Most of the labs include challenges involving graphics, interaction, and fundamental data structures.

JTamaro - A Minimal Core Library

The course material is based on the JTamaro library. The goal of JTamaro is to provide a minimalist but powerful library that supports the “Composition in Java” approach. Using JTamaro, students get immediate, motivating visual results when starting to program with a minimal subset of Java language features.

JTamaro is a close cousin to the PyTamaro compositional graphics library for Python. Unlike PyTamaro, JTamaro also includes simple purely functional data structures (with types like Sequence, Option, and Pair), and functionality for developing purely-functional interactive applications (with a fluent API to configure and run an Interaction). JTamaro provides a minimal API, much smaller than the Java API surface covered in standard Java programming courses:

  • Instead of the large interfaces provided by Java’s Collection and Stream, JTamaro provides Sequence, consisting of a clean set of features that are necessary for learning the fundamental ideas.
  • Instead of Java’s large Optional class, JTamaro provides a minimalist Option interface focused on the essence.
  • Instead of Java’s many functional interfaces (Function, BiFunction, Consumer, Supplier, …), JTamaro provides simply Function1, Function2, …
  • Instead of Java’s complex GUI APIs like AWT and Swing, JTamaro’s Graphics and IO classes provide a purely functional API for developing well structured and testable interactive applications.

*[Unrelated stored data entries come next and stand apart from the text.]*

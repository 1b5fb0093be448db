use phrasekeeper::domain::Phrase;
use phrasekeeper::storage::{
    JsonFileStore, KeyValueStore, PhraseRepository, PhraseStore, STORAGE_KEY,
};
use phrasekeeper::{open_session, Config, PhraseError};
use std::fs;

#[test]
fn phrases_survive_reopening_the_store() {
    let dir = tempfile::tempdir().unwrap();
    let path = dir.path().join("nested").join("phrases.json");

    {
        let mut repo = PhraseRepository::new(JsonFileStore::new(path.clone()).unwrap());
        repo.add(Phrase::new("1", "older phrase", 1_000)).unwrap();
        repo.add(Phrase::new("2", "newer phrase", 2_000)).unwrap();
    }

    let repo = PhraseRepository::new(JsonFileStore::new(path.clone()).unwrap());
    let phrases = repo.get_all().unwrap();
    let ids: Vec<&str> = phrases.iter().map(|p| p.id.as_str()).collect();
    assert_eq!(ids, ["2", "1"]);

    let raw: serde_json::Value = serde_json::from_str(&fs::read_to_string(&path).unwrap()).unwrap();
    assert_eq!(raw["version"], 1);
    let stored: serde_json::Value =
        serde_json::from_str(raw["entries"][STORAGE_KEY].as_str().unwrap()).unwrap();
    assert_eq!(stored[0]["createdAt"], 1_000);
    assert!(stored[0].get("updatedAt").is_none());
}

#[test]
fn corrupt_file_is_reported_as_storage_error() {
    let dir = tempfile::tempdir().unwrap();
    let path = dir.path().join("phrases.json");
    fs::write(&path, "{ not json").unwrap();

    let err = JsonFileStore::new(path).unwrap_err();
    assert!(matches!(err, PhraseError::Storage(_)));
}

#[test]
fn clear_removes_only_the_phrase_key() {
    let dir = tempfile::tempdir().unwrap();
    let path = dir.path().join("phrases.json");

    let mut backend = JsonFileStore::new(path.clone()).unwrap();
    backend.set_item("other", "kept").unwrap();
    let mut repo = PhraseRepository::new(backend);
    repo.add(Phrase::new("1", "some phrase", 1)).unwrap();
    repo.clear().unwrap();
    drop(repo);

    let reopened = JsonFileStore::new(path).unwrap();
    assert_eq!(reopened.get_item("other").unwrap().as_deref(), Some("kept"));
    assert_eq!(reopened.get_item(STORAGE_KEY).unwrap(), None);
}

#[test]
fn open_session_loads_existing_phrases() {
    let dir = tempfile::tempdir().unwrap();
    let config = Config {
        data_dir: dir.path().to_path_buf(),
        ..Config::default()
    };

    {
        let mut session = open_session(&config).unwrap();
        session.add_phrase("persisted across runs").unwrap();
    }

    let mut session = open_session(&config).unwrap();
    assert_eq!(session.state().items.len(), 1);
    assert_eq!(session.visible()[0].text, "persisted across runs");
    assert!(config.storage_path().exists());
}

#[test]
fn config_file_round_trip() {
    let dir = tempfile::tempdir().unwrap();
    let path = dir.path().join("config.toml");
    fs::write(
        &path,
        format!(
            "data_dir = \"{}\"\nsearch_delay_ms = 120\n",
            dir.path().join("data").display()
        ),
    )
    .unwrap();

    let config = Config::from_file(&path).unwrap();
    assert_eq!(config.search_delay_ms, 120);
    assert_eq!(config.storage_path(), dir.path().join("data").join("phrases.json"));
    assert_eq!(config.trace_level, None);
}

#[test]
fn failed_write_does_not_surface_the_phrase_later() {
    let dir = tempfile::tempdir().unwrap();
    let config = Config {
        data_dir: dir.path().to_path_buf(),
        ..Config::default()
    };

    let mut session = open_session(&config).unwrap();
    session.add_phrase("saved before the outage").unwrap();
    fs::create_dir(config.storage_path().with_extension("tmp")).unwrap();

    assert!(session.add_phrase("never persisted").is_err());
    assert!(session.state().error.is_some());
    assert_eq!(session.state().items.len(), 1);

    session.load_all().unwrap();
    let texts: Vec<&str> = session.state().items.iter().map(|p| p.text.as_str()).collect();
    assert_eq!(texts, ["saved before the outage"]);
    drop(session);

    fs::remove_dir(config.storage_path().with_extension("tmp")).unwrap();
    let reopened = open_session(&config).unwrap();
    assert_eq!(reopened.state().items.len(), 1);
}

#[test]
fn failed_repository_add_is_not_returned_by_get_all() {
    let dir = tempfile::tempdir().unwrap();
    let path = dir.path().join("phrases.json");
    let mut repo = PhraseRepository::new(JsonFileStore::new(path.clone()).unwrap());
    fs::create_dir(path.with_extension("tmp")).unwrap();

    assert!(repo.add(Phrase::new("x", "lost phrase", 1)).is_err());
    assert!(repo.get_all().unwrap().is_empty());
}
//! Actions driving the application state reducer.
//!
//! This module defines the [`Action`] type, the flat set of discrete events the
//! reducer understands. Storage-backed operations come in start / success /
//! error triples that mirror the shape of a [`PhraseStore`] result.
//!
//! [`PhraseStore`]: crate::storage::PhraseStore
//!
//! # Example
//!
//! ```rust
//! use phrasekeeper::app::{reduce, Action, AppState};
//! use phrasekeeper::domain::Phrase;
//!
//! let state = reduce(AppState::default(), Action::AddStart);
//! let state = reduce(state, Action::AddSuccess(Phrase::new("a", "X", 100)));
//! assert_eq!(state.items.len(), 1);
//! assert!(!state.loading);
//! ```

use crate::domain::{Phrase, PhraseError};
use std::sync::Arc;

/// Discrete state transitions.
///
/// No action is invalid in any state. Sequencing (for example never issuing
/// two overlapping `AddStart`s) is the dispatcher's responsibility.
#[derive(Debug, Clone)]
pub enum Action {
    /// A full reload from storage began.
    LoadAllStart,
    /// The reload finished with the stored phrases, newest first.
    LoadAllSuccess(Vec<Phrase>),
    /// The reload failed; current items stay visible.
    LoadAllError(Arc<PhraseError>),

    /// An add began.
    AddStart,
    /// The phrase was stored and goes to the front of the list.
    AddSuccess(Phrase),
    /// The add failed.
    AddError(Arc<PhraseError>),

    /// A delete began.
    DeleteStart,
    /// The phrase with this id was removed from storage.
    DeleteSuccess(String),
    /// The delete failed.
    DeleteError(Arc<PhraseError>),

    /// Removing every phrase began.
    ClearAllStart,
    /// Storage was emptied.
    ClearAllSuccess,
    /// Emptying storage failed.
    ClearAllError(Arc<PhraseError>),

    /// The raw search input changed. Never gated on loading or error.
    SetSearchTerm(String),
    /// The user dismissed the current error.
    ClearError,
}

impl Action {
    /// Stable name for logging.
    #[must_use]
    pub const fn name(&self) -> &'static str {
        match self {
            Self::LoadAllStart => "load_all_start",
            Self::LoadAllSuccess(_) => "load_all_success",
            Self::LoadAllError(_) => "load_all_error",
            Self::AddStart => "add_start",
            Self::AddSuccess(_) => "add_success",
            Self::AddError(_) => "add_error",
            Self::DeleteStart => "delete_start",
            Self::DeleteSuccess(_) => "delete_success",
            Self::DeleteError(_) => "delete_error",
            Self::ClearAllStart => "clear_all_start",
            Self::ClearAllSuccess => "clear_all_success",
            Self::ClearAllError(_) => "clear_all_error",
            Self::SetSearchTerm(_) => "set_search_term",
            Self::ClearError => "clear_error",
        }
    }
}
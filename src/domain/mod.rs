//! Domain layer for the phrase keeper.
//!
//! This module contains the core domain types, independent of storage or
//! presentation concerns.
//!
//! # Organization
//!
//! - [`error`]: Error types and result aliases
//! - [`phrase`]: Phrase model and id generation
//! - [`validation`]: Length and identifier checks run before storage calls
//!
//! # Examples
//!
//! ```
//! use phrasekeeper::domain::{validation, Phrase, Result};
//!
//! fn create_phrase(text: &str) -> Result<Phrase> {
//!     let text = validation::validate_text(text)?;
//!     Ok(Phrase::create(text))
//! }
//!
//! assert!(create_phrase("  a useful snippet ").is_ok());
//! assert!(create_phrase("").is_err());
//! ```

pub mod error;
pub mod phrase;
pub mod validation;

pub use error::{PhraseError, Result, ValidationError};
pub use phrase::Phrase;
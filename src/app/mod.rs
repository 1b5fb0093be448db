//! Application layer: state, actions, and the session that drives them.
//!
//! This module sits between the storage collaborator and any presentation
//! surface. All state changes flow in one direction:
//!
//! ```text
//! Entry point → Service call → Action → reduce() → AppState → Selectors → View
//!      ↑                                                                 │
//!      └──────────────────── user input (debounced search) ──────────────┘
//! ```
//!
//! # Modules
//!
//! - [`actions`]: Discrete events understood by the reducer
//! - [`reducer`]: Pure `(state, action) -> state` transition function
//! - [`state`]: Application state snapshot with a shared item list
//! - [`debounce`]: Generation-counted value settling for search input
//! - [`service`]: Validated use cases over a [`PhraseStore`](crate::storage::PhraseStore)
//! - [`session`]: Controller that owns state and dispatches actions
//!
//! # Example
//!
//! ```rust
//! use phrasekeeper::app::{reduce, Action, AppState};
//! use phrasekeeper::domain::Phrase;
//!
//! let state = reduce(AppState::default(), Action::AddSuccess(Phrase::new("a", "X", 100)));
//! let state = reduce(state, Action::SetSearchTerm("x".to_string()));
//! assert_eq!(state.items.len(), 1);
//! assert_eq!(state.search_term, "x");
//! ```

pub mod actions;
pub mod debounce;
pub mod reducer;
pub mod service;
pub mod session;
pub mod state;

pub use actions::Action;
pub use debounce::{Debounced, SettleTicket};
pub use reducer::reduce;
pub use service::PhraseService;
pub use session::{Session, SessionResult};
pub use state::AppState;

The library promotes purity, immutability, parametric polymorphism, subtyping polymorphism, and higher-order functions. It does this by focusing on Java records, interfaces, and generics, and by a design that encourages immutability and the composition of independent components.

The booklets gradually introduce the library, and the labs heavily depend on it. The library provides just a minimal core, on which the students build throughout the course. The use of a minimal core library keeps students focused on the essential concepts. The solid understanding of essentials students gain in the course serves as a foundation for quickly learning the more complicated existing and future class libraries.

Notional Machines

“Composition in Java” uses several complementary visual representations to aid in explanation and assessment.

  • Expression Tree (see also Expression Tutor)
  • Memory Diagram (Stack, Heap, Globals)
  • Dynamic Call Tree
  • Class Diagram
  • Control-Flow Graph

Throughout the course, students learn to reason about their code by translating back and forth between these visual representations and code.

History and Contributors

“Composition in Java” is being developed in a collaborative effort at the LuCE research lab at USI. The original version was written by Matthias Hauswirth for the 2023 edition of the “Programming Fundamentals 2” course in the Bachelor of Informatics at USI.

The structure and content was influenced by the experience of teaching Java programming using traditional textbooks and a rich and growing set of resources for almost two decades. “Composition in Java” was an effort to restart from a clean slate, and to focus on building up a thorough understanding of the essential concepts that lie at the core of any programming language. The book was greatly inspired by the programming education research conducted at LuCE, such as the work on sound notional machines by Igor Moreno Santos and the work on teaching problem decomposition and programming with graphics by Luca Chiodini.

In 2024 “Composition in Java” was completely revised and improved greatly with key contributions from Luca Chiodini, Igor Moreno Santos, and Joey Bevilacqua throughout the workbooks, labs, library, and notional machines.